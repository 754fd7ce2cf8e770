//! services/api/src/adapters/db.rs
//!
//! This module contains the database adapter, which is the concrete implementation
//! of the `SampleStore` port from the `core` crate. It handles all interactions
//! with the PostgreSQL database using `sqlx`.
//!
//! Writes announce themselves with `pg_notify`; a background `PgListener` feeds
//! those notifications into the adapter's `ChangeFeed`, so every server
//! instance sharing the database sees every change.

use async_trait::async_trait;
use bbq_core::{
    samples_from_records, Change, ChangeFeed, NewReading, PortError, PortResult, ReadingRecord, Sample,
    SampleStore, Session,
};
use chrono::{DateTime, Utc};
use sqlx::postgres::{PgListener, PgPool};
use sqlx::{FromRow, PgConnection};
use std::time::Duration;
use tokio::sync::broadcast;
use tokio::task::JoinHandle;
use tracing::{debug, error, info, warn};

/// The Postgres notification channel carrying encoded `Change`s.
pub const CHANGE_CHANNEL: &str = "bbq_changes";

//=========================================================================================
// The Main Adapter Struct
//=========================================================================================

/// A database adapter that implements the `SampleStore` port.
#[derive(Clone)]
pub struct PgSampleStore {
    pool: PgPool,
    feed: ChangeFeed,
}

impl PgSampleStore {
    /// Creates a new `PgSampleStore`.
    pub fn new(pool: PgPool) -> Self {
        Self {
            pool,
            feed: ChangeFeed::default(),
        }
    }

    /// A helper function to run database migrations at startup.
    pub async fn run_migrations(&self) -> Result<(), sqlx::migrate::MigrateError> {
        sqlx::migrate!("./migrations").run(&self.pool).await
    }

    /// Starts forwarding database notifications into the change feed. Until
    /// this runs, subscribers only ever see their initial state.
    pub async fn listen(&self) -> Result<JoinHandle<()>, sqlx::Error> {
        let mut listener = PgListener::connect_with(&self.pool).await?;
        listener.listen(CHANGE_CHANNEL).await?;
        info!("Listening for store changes on channel '{}'", CHANGE_CHANNEL);

        let feed = self.feed.clone();
        Ok(tokio::spawn(async move {
            loop {
                match listener.recv().await {
                    Ok(notification) => match Change::decode(notification.payload()) {
                        Some(change) => feed.publish(change),
                        None => warn!("Ignoring malformed change payload: {}", notification.payload()),
                    },
                    Err(e) => {
                        // The listener reconnects on the next `recv`.
                        tokio::time::sleep(Duration::from_secs(1)).await;
                        on_listener_error(&feed, &e);
                    }
                }
            }
        }))
    }
}

/// Notifications sent while the listener was down are lost, so every feed
/// is told to re-read.
fn on_listener_error(feed: &ChangeFeed, e: &sqlx::Error) {
    error!("Change listener error: {:?}", e);
    feed.publish(Change::Resync);
}

async fn notify(conn: &mut PgConnection, change: Change) -> PortResult<()> {
    sqlx::query("SELECT pg_notify($1, $2)")
        .bind(CHANGE_CHANNEL)
        .bind(change.encode())
        .execute(conn)
        .await
        .map_err(unexpected)?;
    Ok(())
}

fn unexpected(e: sqlx::Error) -> PortError {
    PortError::Unexpected(e.to_string())
}

//=========================================================================================
// "Impure" Database Record Structs
//=========================================================================================

#[derive(FromRow)]
struct SessionRecord {
    id: String,
    last_update: DateTime<Utc>,
    food_target: Option<f64>,
}
impl SessionRecord {
    fn to_domain(self) -> Session {
        Session {
            id: self.id,
            last_update: self.last_update,
            food_target: self.food_target,
        }
    }
}

#[derive(FromRow)]
struct ReadingRow {
    time: Option<DateTime<Utc>>,
    ambient_temp_f: Option<f64>,
    food_temp_f: Option<f64>,
    duty_pct: Option<f64>,
}
impl ReadingRow {
    fn to_domain(self) -> ReadingRecord {
        ReadingRecord {
            time: self.time,
            ambient_temp_f: self.ambient_temp_f,
            food_temp_f: self.food_temp_f,
            duty_pct: self.duty_pct,
        }
    }
}

//=========================================================================================
// `SampleStore` Trait Implementation
//=========================================================================================

#[async_trait]
impl SampleStore for PgSampleStore {
    async fn append_reading(
        &self,
        session_id: &str,
        reading: NewReading,
        at: DateTime<Utc>,
    ) -> PortResult<Sample> {
        let sample = reading.at(at);
        let mut tx = self.pool.begin().await.map_err(unexpected)?;

        sqlx::query(
            "INSERT INTO sessions (id, last_update) VALUES ($1, $2) \
             ON CONFLICT (id) DO UPDATE SET last_update = EXCLUDED.last_update",
        )
        .bind(session_id)
        .bind(at)
        .execute(&mut *tx)
        .await
        .map_err(unexpected)?;

        sqlx::query(
            "INSERT INTO readings (session_id, time, ambient_temp_f, food_temp_f, duty_pct) \
             VALUES ($1, $2, $3, $4, $5)",
        )
        .bind(session_id)
        .bind(sample.time)
        .bind(sample.ambient_temp_f)
        .bind(sample.food_temp_f)
        .bind(sample.duty_pct)
        .execute(&mut *tx)
        .await
        .map_err(unexpected)?;

        // Delivered on commit, together with the rows they announce.
        notify(&mut *tx, Change::Meta(session_id.to_string())).await?;
        notify(&mut *tx, Change::Readings(session_id.to_string())).await?;
        tx.commit().await.map_err(unexpected)?;

        debug!("Appended reading to session {}", session_id);
        Ok(sample)
    }

    async fn find_session(&self, session_id: &str) -> PortResult<Option<Session>> {
        let record = sqlx::query_as::<_, SessionRecord>(
            "SELECT id, last_update, food_target FROM sessions WHERE id = $1",
        )
        .bind(session_id)
        .fetch_optional(&self.pool)
        .await
        .map_err(unexpected)?;
        Ok(record.map(SessionRecord::to_domain))
    }

    async fn list_sessions(&self) -> PortResult<Vec<Session>> {
        let records = sqlx::query_as::<_, SessionRecord>(
            "SELECT id, last_update, food_target FROM sessions ORDER BY last_update DESC, id DESC",
        )
        .fetch_all(&self.pool)
        .await
        .map_err(unexpected)?;
        Ok(records.into_iter().map(|r| r.to_domain()).collect())
    }

    async fn update_target(&self, session_id: &str, food_target: f64) -> PortResult<()> {
        bbq_core::ports::validate_target(food_target)?;
        let mut tx = self.pool.begin().await.map_err(unexpected)?;

        let result = sqlx::query("UPDATE sessions SET food_target = $1 WHERE id = $2")
            .bind(food_target)
            .bind(session_id)
            .execute(&mut *tx)
            .await
            .map_err(unexpected)?;
        if result.rows_affected() == 0 {
            return Err(PortError::NotFound(format!("Session {} not found", session_id)));
        }

        notify(&mut *tx, Change::Meta(session_id.to_string())).await?;
        tx.commit().await.map_err(unexpected)?;
        Ok(())
    }

    async fn read_all(&self, session_id: &str) -> PortResult<Vec<Sample>> {
        let rows = sqlx::query_as::<_, ReadingRow>(
            "SELECT time, ambient_temp_f, food_temp_f, duty_pct FROM readings \
             WHERE session_id = $1 ORDER BY time ASC, id ASC",
        )
        .bind(session_id)
        .fetch_all(&self.pool)
        .await
        .map_err(unexpected)?;
        Ok(samples_from_records(
            session_id,
            rows.into_iter().map(ReadingRow::to_domain),
        ))
    }

    fn changes(&self) -> broadcast::Receiver<Change> {
        self.feed.subscribe()
    }
}

#[cfg(test)]
mod tests {
    use super::*;

    #[tokio::test]
    async fn listener_errors_trigger_a_resync() {
        let feed = ChangeFeed::default();
        let mut changes = feed.subscribe();
        on_listener_error(&feed, &sqlx::Error::PoolTimedOut);
        assert_eq!(changes.recv().await.unwrap(), Change::Resync);
    }
}
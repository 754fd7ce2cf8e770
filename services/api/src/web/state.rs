//! services/api/src/web/state.rs
//!
//! Defines the application's shared and connection-specific states.

use crate::config::Config;
use bbq_core::{DashboardController, SampleStore};
use std::sync::Arc;
use tokio::task::JoinHandle;
use tokio_util::sync::CancellationToken;

//=========================================================================================
// AppState (Shared Across All Connections)
//=========================================================================================

/// The shared application state, created once at startup and passed to all handlers.
#[derive(Clone)]
pub struct AppState {
    pub store: Arc<dyn SampleStore>,
    pub config: Arc<Config>,
}

impl AppState {
    /// A controller for one session, wired to the shared store.
    pub fn controller(&self, session_id: &str) -> DashboardController {
        DashboardController::new(self.store.clone(), session_id, self.config.smoothing)
    }
}

//=========================================================================================
// ConnectionState (Specific to One WebSocket Connection)
//=========================================================================================

/// The state for a single, active WebSocket connection.
#[derive(Default)]
pub struct ConnectionState {
    /// The session currently being watched, if any.
    pub session_id: Option<String>,
    /// A token to gracefully cancel the current dashboard task.
    pub cancellation_token: CancellationToken,
    pub dashboard_task: Option<JoinHandle<()>>,
}

impl ConnectionState {
    /// Stops the running dashboard task, if any, and arms a fresh token.
    pub fn stop(&mut self) {
        self.cancellation_token.cancel();
        if let Some(handle) = self.dashboard_task.take() {
            handle.abort();
        }
        self.cancellation_token = CancellationToken::new();
    }
}
/// Removes the loop from the registry however the run ends.
struct Registration<'a> {
    registry: &'a LoopRegistry,
    task_id: &'a str,
}

impl Drop for Registration<'_> {
    fn drop(&mut self) {
        self.registry.finish(self.task_id);
    }
}

/// One stage's loop parameters.
#[derive(Debug, Clone)]
pub struct LoopRequest<'a> {
    pub task_id: &'a str,
    pub stage: Stage,
    pub prompt: &'a str,
    pub promise: &'a str,
    pub max_iterations: u32,
    pub workdir: &'a Path,
    pub allowed_tools: &'a [String],
    pub model: Option<&'a str>,
    pub timeout: Duration,
    pub output_limit_bytes: usize,
}

/// What happened in one iteration.
#[derive(Debug, Clone, Copy, PartialEq, Eq)]
pub enum IterationVerdict {
    /// The executor failed, timed out or could not be run.
    ExecFailed,
    NoPromise,
    Rejected,
    Verified,
}

#[derive(Debug, Clone)]
pub struct IterationReport {
    pub iteration: u32,
    pub verdict: IterationVerdict,
    pub duration: Duration,
}

/// How a loop ended.
#[derive(Debug, Clone, PartialEq, Eq)]
pub enum LoopOutcome {
    Verified { iterations: u32, output: String },
    Exhausted { iterations: u32, last_output: String },
    Cancelled { iterations: u32, last_output: String },
}

impl LoopOutcome {
    pub fn iterations(&self) -> u32 {
        match self {
            LoopOutcome::Verified { iterations, .. }
            | LoopOutcome::Exhausted { iterations, .. }
            | LoopOutcome::Cancelled { iterations, .. } => *iterations,
        }
    }

    pub fn output(&self) -> &str {
        match self {
            LoopOutcome::Verified { output, .. } => output,
            LoopOutcome::Exhausted { last_output, .. }
            | LoopOutcome::Cancelled { last_output, .. } => last_output,
        }
    }

    pub fn is_verified(&self) -> bool {
        matches!(self, LoopOutcome::Verified { .. })
    }
}

pub struct RalphLoop<'a> {
    executor: &'a dyn Executor,
    verifier: &'a dyn PromiseVerifier,
    registry: &'a LoopRegistry,
    cancel: &'a CancelToken,
}

impl<'a> RalphLoop<'a> {
    pub fn new(
        executor: &'a dyn Executor,
        verifier: &'a dyn PromiseVerifier,
        registry: &'a LoopRegistry,
        cancel: &'a CancelToken,
    ) -> Self {
        Self {
            executor,
            verifier,
            registry,
            cancel,
        }
    }

    /// Run at most `max_iterations` iterations, calling `on_iteration` after each.
    ///
    /// Only registry failures are errors; executor and verifier failures
    /// count as failed iterations.
    #[instrument(skip_all, fields(task_id = request.task_id, stage = %request.stage))]
    pub fn run(
        &self,
        request: &LoopRequest<'_>,
        mut on_iteration: impl FnMut(&IterationReport),
    ) -> Result<LoopOutcome> {
        let per_loop_cancel = CancelToken::new();
        self.registry.start(
            RalphLoopState {
                task_id: request.task_id.to_string(),
                stage: request.stage,
                iteration: 0,
                max_iterations: request.max_iterations,
                promise: request.promise.to_string(),
                started_at: Utc::now(),
            },
            per_loop_cancel,
        )?;
        let _registration = Registration {
            registry: self.registry,
            task_id: request.task_id,
        };

        let exec_request = ExecRequest {
            prompt: request.prompt.to_string(),
            workdir: request.workdir.to_path_buf(),
            allowed_tools: request.allowed_tools.to_vec(),
            model: request.model.map(str::to_string),
            timeout: request.timeout,
            output_limit_bytes: request.output_limit_bytes,
        };
        let ctx = VerifyContext {
            task_id: request.task_id,
            stage: request.stage,
            workdir: request.workdir,
            output_limit_bytes: request.output_limit_bytes,
        };

        let mut last_output = String::new();
        for iteration in 1..=request.max_iterations {
            if self.cancel.is_cancelled() || self.registry.cancel_requested(request.task_id) {
                if let Err(err) = self.executor.release(request.workdir) {
                    warn!(err = %format!("{err:#}"), "executor release failed");
                }
                info!(iteration, "loop cancelled");
                return Ok(LoopOutcome::Cancelled {
                    iterations: iteration - 1,
                    last_output,
                });
            }
            self.registry.set_iteration(request.task_id, iteration);

            let started = Instant::now();
            let verdict = match self.executor.exec(&exec_request) {
                Err(err) => {
                    warn!(iteration, err = %format!("{err:#}"), "executor failed");
                    last_output = format!("executor error: {err:#}");
                    IterationVerdict::ExecFailed
                }
                Ok(result) if !result.succeeded() => {
                    warn!(
                        iteration,
                        exit_code = ?result.exit_code,
                        timed_out = result.timed_out,
                        "executor run failed"
                    );
                    last_output = result.output;
                    IterationVerdict::ExecFailed
                }
                Ok(result) => {
                    last_output = result.output;
                    self.judge(iteration, &last_output, &ctx)
                }
            };
            on_iteration(&IterationReport {
                iteration,
                verdict,
                duration: started.elapsed(),
            });

            if verdict == IterationVerdict::Verified {
                info!(iteration, "promise verified");
                return Ok(LoopOutcome::Verified {
                    iterations: iteration,
                    output: last_output,
                });
            }
        }

        info!(iterations = request.max_iterations, "iterations exhausted");
        Ok(LoopOutcome::Exhausted {
            iterations: request.max_iterations,
            last_output,
        })
    }

    fn judge(&self, iteration: u32, output: &str, ctx: &VerifyContext<'_>) -> IterationVerdict {
        if extract_promise(output).is_none() {
            debug!(iteration, "no promise in output");
            return IterationVerdict::NoPromise;
        }
        match self.verifier.verify(output, ctx) {
            Ok(verdict) if verdict.passed => IterationVerdict::Verified,
            Ok(verdict) => {
                warn!(iteration, method = %verdict.method, reason = %verdict.reason, "promise rejected");
                IterationVerdict::Rejected
            }
            Err(err) => {
                warn!(iteration, err = %format!("{err:#}"), "verification could not run");
                IterationVerdict::Rejected
            }
        }
    }
}

#[cfg(test)]
mod tests {
    use super::*;
    use crate::core::types::VerificationMethod;
    use crate::test_support::ScriptedExecutor;
    use crate::verify::MethodVerifier;

    const PROMISE: &str = "IMPLEMENTATION COMPLETE";

    fn request<'a>(workdir: &'a Path, tools: &'a [String], max: u32) -> LoopRequest<'a> {
        LoopRequest {
            task_id: "T-1",
            stage: Stage::Implementing,
            prompt: "build it",
            promise: PROMISE,
            max_iterations: max,
            workdir,
            allowed_tools: tools,
            model: None,
            timeout: Duration::from_secs(5),
            output_limit_bytes: 10_000,
        }
    }

    fn verifier() -> MethodVerifier {
        MethodVerifier::new(PROMISE, VerificationMethod::StringMatch)
    }

    #[test]
    fn verified_on_third_iteration_with_unchanged_prompt() {
        let dir = tempfile::tempdir().expect("tempdir");
        let executor = ScriptedExecutor::new(vec![
            ScriptedExecutor::reply("working"),
            ScriptedExecutor::reply("still working"),
            ScriptedExecutor::reply("done\n<promise>IMPLEMENTATION COMPLETE</promise>"),
        ]);
        let verifier = verifier();
        let registry = LoopRegistry::new();
        let cancel = CancelToken::new();
        let ralph = RalphLoop::new(&executor, &verifier, &registry, &cancel);

        let mut seen = Vec::new();
        let outcome = ralph
            .run(&request(dir.path(), &[], 5), |report| seen.push(report.verdict))
            .expect("run");

        assert_eq!(outcome.iterations(), 3);
        assert!(outcome.is_verified());
        assert_eq!(
            seen,
            vec![
                IterationVerdict::NoPromise,
                IterationVerdict::NoPromise,
                IterationVerdict::Verified
            ]
        );
        let prompts: Vec<String> = executor.requests().into_iter().map(|r| r.prompt).collect();
        assert_eq!(prompts, vec!["build it"; 3]);
        assert!(registry.status().expect("status").is_empty());
    }

    #[test]
    fn exhausts_without_exceeding_max_iterations() {
        let dir = tempfile::tempdir().expect("tempdir");
        let executor = ScriptedExecutor::from_fn(|_| {
            ScriptedExecutor::reply("<promise>IMPLEMENTATION COMPLETE</promise>").exit_code(1)
        });
        let verifier = verifier();
        let registry = LoopRegistry::new();
        let cancel = CancelToken::new();
        let ralph = RalphLoop::new(&executor, &verifier, &registry, &cancel);

        let outcome = ralph.run(&request(dir.path(), &[], 4), |_| {}).expect("run");
        assert_eq!(
            outcome,
            LoopOutcome::Exhausted {
                iterations: 4,
                last_output: "<promise>IMPLEMENTATION COMPLETE</promise>".to_string()
            }
        );
        assert_eq!(executor.requests().len(), 4);
    }

    #[test]
    fn exec_errors_and_rejections_are_failed_iterations() {
        let dir = tempfile::tempdir().expect("tempdir");
        let executor = ScriptedExecutor::new(vec![
            ScriptedExecutor::error("spawn failed"),
            ScriptedExecutor::reply("<promise>SOMETHING ELSE</promise>"),
            ScriptedExecutor::reply("<promise>IMPLEMENTATION COMPLETE</promise>").timed_out(),
        ]);
        let verifier = verifier();
        let registry = LoopRegistry::new();
        let cancel = CancelToken::new();
        let ralph = RalphLoop::new(&executor, &verifier, &registry, &cancel);

        let mut seen = Vec::new();
        let outcome = ralph
            .run(&request(dir.path(), &[], 3), |report| seen.push(report.verdict))
            .expect("run");
        assert!(matches!(outcome, LoopOutcome::Exhausted { iterations: 3, .. }));
        assert_eq!(
            seen,
            vec![
                IterationVerdict::ExecFailed,
                IterationVerdict::Rejected,
                IterationVerdict::ExecFailed
            ]
        );
    }

    #[test]
    fn cancel_before_start_releases_executor() {
        let dir = tempfile::tempdir().expect("tempdir");
        let executor = ScriptedExecutor::new(vec![]);
        let verifier = verifier();
        let registry = LoopRegistry::new();
        let cancel = CancelToken::new();
        cancel.cancel();
        let ralph = RalphLoop::new(&executor, &verifier, &registry, &cancel);

        let outcome = ralph.run(&request(dir.path(), &[], 3), |_| {}).expect("run");
        assert!(matches!(outcome, LoopOutcome::Cancelled { iterations: 0, .. }));
        assert!(executor.requests().is_empty());
        assert_eq!(executor.released(), vec![dir.path().to_path_buf()]);
    }

    #[test]
    fn registry_cancel_stops_at_next_boundary() {
        let dir = tempfile::tempdir().expect("tempdir");
        let executor = ScriptedExecutor::from_fn(|_| ScriptedExecutor::reply("working"));
        let verifier = verifier();
        let store = Arc::new(TaskStore::open_in_memory().expect("store"));
        let registry = LoopRegistry::with_store(Arc::clone(&store));
        let cancel = CancelToken::new();
        let ralph = RalphLoop::new(&executor, &verifier, &registry, &cancel);

        let outcome = ralph
            .run(&request(dir.path(), &[], 10), |report| {
                let status = registry.status().expect("status");
                assert_eq!(status.len(), 1);
                assert_eq!(status[0].iteration, report.iteration);
                if report.iteration == 2 {
                    assert!(registry.cancel("T-1").expect("cancel"));
                }
            })
            .expect("run");

        assert_eq!(
            outcome,
            LoopOutcome::Cancelled {
                iterations: 2,
                last_output: "working".to_string()
            }
        );
        assert!(store.list_loops().expect("loops").is_empty());
        assert!(!registry.cancel("T-1").expect("cancel after finish"));
    }

    #[test]
    fn store_cancel_flag_from_another_process_is_honoured() {
        let dir = tempfile::tempdir().expect("tempdir");
        let executor = ScriptedExecutor::from_fn(|_| ScriptedExecutor::reply("working"));
        let verifier = verifier();
        let store = Arc::new(TaskStore::open_in_memory().expect("store"));
        let registry = LoopRegistry::with_store(Arc::clone(&store));
        let cancel = CancelToken::new();
        let ralph = RalphLoop::new(&executor, &verifier, &registry, &cancel);

        let outcome = ralph
            .run(&request(dir.path(), &[], 10), |report| {
                if report.iteration == 1 {
                    assert!(store.request_loop_cancel("T-1").expect("flag"));
                }
            })
            .expect("run");
        assert!(matches!(outcome, LoopOutcome::Cancelled { iterations: 1, .. }));
    }
}
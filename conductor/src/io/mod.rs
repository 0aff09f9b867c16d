//! Side-effecting adapters: database, files, git and agent processes.

pub mod agents;
pub mod changelog;
pub mod completion;
pub mod config;
pub mod executor;
pub mod git;
pub mod init;
pub mod process;
pub mod prompt;
pub mod resolver;
pub mod store;
pub mod worktree;
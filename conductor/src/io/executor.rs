//! Executor abstraction for agent invocation.
//!
//! The [`Executor`] trait decouples the Ralph loop and merge resolution from
//! the actual agent backend (currently the `claude` CLI). Tests use scripted
//! executors that return predetermined outputs without spawning processes.

use std::path::{Path, PathBuf};
use std::process::Command;
use std::time::Duration;

use anyhow::{Context, Result};
use serde::Deserialize;
use tracing::{debug, info, instrument, warn};

use crate::io::process::run_command_with_timeout;

/// Parameters for an executor invocation.
#[derive(Debug, Clone)]
pub struct ExecRequest {
    /// Prompt text to feed to the agent. Identical on every loop iteration.
    pub prompt: String,
    /// Working directory for the executor process (the task's worktree).
    pub workdir: PathBuf,
    /// Tools the agent may use, e.g. `["Read", "Edit", "Bash"]`.
    pub allowed_tools: Vec<String>,
    pub model: Option<String>,
    /// Maximum time to wait for the executor to complete.
    pub timeout: Duration,
    /// Truncate captured output beyond this many bytes.
    pub output_limit_bytes: usize,
}

/// What an executor invocation produced.
#[derive(Debug, Clone, PartialEq, Eq)]
pub struct ExecResult {
    pub output: String,
    /// `None` when the process was killed (timeout or signal).
    pub exit_code: Option<i32>,
    pub timed_out: bool,
    pub duration: Duration,
}

impl ExecResult {
    pub fn succeeded(&self) -> bool {
        !self.timed_out && self.exit_code == Some(0)
    }
}

/// Abstraction over agent execution backends.
pub trait Executor: Send + Sync {
    /// Run the agent once. Timeouts and nonzero exits are reported in the
    /// result; `Err` means the agent could not be run at all.
    fn exec(&self, request: &ExecRequest) -> Result<ExecResult>;

    /// Reclaim anything the executor still holds for `workdir`. Called when a
    /// loop is cancelled.
    fn release(&self, _workdir: &Path) -> Result<()> {
        Ok(())
    }
}

/// Executor that spawns `claude -p`.
#[derive(Debug, Clone)]
pub struct ClaudeExecutor {
    claude_path: PathBuf,
}

impl ClaudeExecutor {
    pub fn new(claude_path: impl Into<PathBuf>) -> Self {
        Self {
            claude_path: claude_path.into(),
        }
    }

    fn command(&self, request: &ExecRequest) -> Command {
        let mut cmd = Command::new(&self.claude_path);
        cmd.arg("-p")
            .arg(&request.prompt)
            .arg("--output-format")
            .arg("json");
        if !request.allowed_tools.is_empty() {
            cmd.arg("--allowedTools").arg(request.allowed_tools.join(","));
        }
        if let Some(model) = &request.model {
            cmd.arg("--model").arg(model);
        }
        cmd.current_dir(&request.workdir);
        cmd
    }
}

impl Executor for ClaudeExecutor {
    #[instrument(skip_all, fields(workdir = %request.workdir.display(), timeout_secs = request.timeout.as_secs()))]
    fn exec(&self, request: &ExecRequest) -> Result<ExecResult> {
        info!(claude = %self.claude_path.display(), "starting claude");
        let output = run_command_with_timeout(
            self.command(request),
            None,
            request.timeout,
            request.output_limit_bytes,
        )
        .context("run claude")?;

        if output.timed_out {
            warn!(timeout_secs = request.timeout.as_secs(), "claude timed out");
        } else if !output.status.success() {
            warn!(exit_code = ?output.status.code(), "claude failed");
        }

        let text = match parse_envelope(&output.stdout_lossy()) {
            Some(result) => result,
            None => output.combined_lossy(),
        };
        debug!(bytes = text.len(), "claude finished");
        Ok(ExecResult {
            output: text,
            exit_code: output.exit_code(),
            timed_out: output.timed_out,
            duration: output.duration,
        })
    }
}

#[derive(Debug, Deserialize)]
struct ClaudeEnvelope {
    result: Option<String>,
}

/// Pull `result` out of `--output-format json` output, if it is an envelope.
fn parse_envelope(stdout: &str) -> Option<String> {
    let envelope: ClaudeEnvelope = serde_json::from_str(stdout.trim()).ok()?;
    envelope.result
}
━━━━━━
▶ **WHAT YOU HAVE TO DO**
A single number is the expected answer: how many lines of the entries contain "Deserialize".

▶ **ANSWER SECTION**
2